**Exercise description:** Look for the word "stmt". Copy every line of the listing where it occurs.

**Working data:**
mod value;
pub(crate) use value::Value;

use rusqlite::Connection;
use std::{path::Path, sync::Mutex};
use strata_core::{
    async_trait,
    driver::{Capability, Driver, Operation, Response},
    schema::db::Schema,
    Error, Result,
};
use strata_sql::Serializer;
use url::Url;

/// A single SQLite connection.
///
/// Commands are serialized on the connection; concurrent callers wait for
/// their turn.
#[derive(Debug)]
pub struct Sqlite {
    connection: Mutex<Connection>,
}

impl Sqlite {
    /// Opens a connection from a `sqlite:` URL. `sqlite::memory:` opens a
    /// private in-memory database, any other path names a database file.
    pub fn new(url: impl Into<String>) -> Result<Self> {
        let url_str = url.into();
        let url = Url::parse(&url_str).map_err(Error::driver_operation_failed)?;

        if url.scheme() != "sqlite" {
            return Err(Error::unsupported_operation(format!(
                "connection URL does not have a `sqlite` scheme; url={url_str}"
            )));
        }

        if url.path() == ":memory:" {
            Self::in_memory()
        } else {
            Self::open(url.path())
        }
    }

    /// Create an in-memory SQLite database
    pub fn in_memory() -> Result<Self> {
        let connection = Connection::open_in_memory().map_err(Error::driver_operation_failed)?;
        Ok(Self::from_connection(connection))
    }

    /// Open a SQLite database at the specified file path
    pub fn open<P: AsRef<Path>>(path: P) -> Result<Self> {
        let connection = Connection::open(path).map_err(Error::driver_operation_failed)?;
        Ok(Self::from_connection(connection))
    }

    fn from_connection(connection: Connection) -> Self {
        Self {
            connection: Mutex::new(connection),
        }
    }

    fn lock(&self) -> Result<std::sync::MutexGuard<'_, Connection>> {
        self.connection
            .lock()
            .map_err(|_| strata_core::err!("the SQLite connection is poisoned"))
    }
}

#[async_trait]
impl Driver for Sqlite {
    fn capability(&self) -> &Capability {
        &Capability::SQLITE
    }

    async fn register_schema(&mut self, schema: &Schema) -> Result<()> {
        let serializer = Serializer::sqlite(schema);
        let connection = self.lock()?;

        for table in &schema.tables {
            let sql = serializer.create_table(table);
            log::debug!("creating table `{}`", table.name);

            connection
                .execute(&sql, [])
                .map_err(Error::driver_operation_failed)?;
        }

        Ok(())
    }

    async fn exec(&self, op: Operation) -> Result<Response> {
        let connection = self.lock()?;

        match op {
            Operation::Execute(op) => {
                let params: Vec<Value> = op.params.into_iter().map(Value::from).collect();
                let count = connection
                    .execute(&op.sql, rusqlite::params_from_iter(params.iter()))
                    .map_err(Error::driver_operation_failed)?;

                Ok(Response::count(count as u64))
            }
            Operation::QuerySql(op) => {
                let mut stmt = connection
                    .prepare_cached(&op.sql)
                    .map_err(Error::driver_operation_failed)?;

                if stmt.column_count() != op.ret.len() {
                    strata_core::bail!(
                        "query returns {} columns but {} were expected; sql={}",
                        stmt.column_count(),
                        op.ret.len(),
                        op.sql
                    );
                }

                let params: Vec<Value> = op.params.into_iter().map(Value::from).collect();
                let mut rows = stmt
                    .query(rusqlite::params_from_iter(params.iter()))
                    .map_err(Error::driver_operation_failed)?;

                let mut ret = vec![];

                while let Some(row) = rows.next().map_err(Error::driver_operation_failed)? {
                    let mut items = Vec::with_capacity(op.ret.len());

                    for (index, ty) in op.ret.iter().enumerate() {
                        items.push(Value::from_sql(row, index, ty)?.into_inner());
                    }

                    ret.push(items);
                }

                Ok(Response::values(ret))
            }
        }
    }
}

**Result of the task:**
                let mut stmt = connection
                if stmt.column_count() != op.ret.len() {
                        stmt.column_count(),
                let mut rows = stmt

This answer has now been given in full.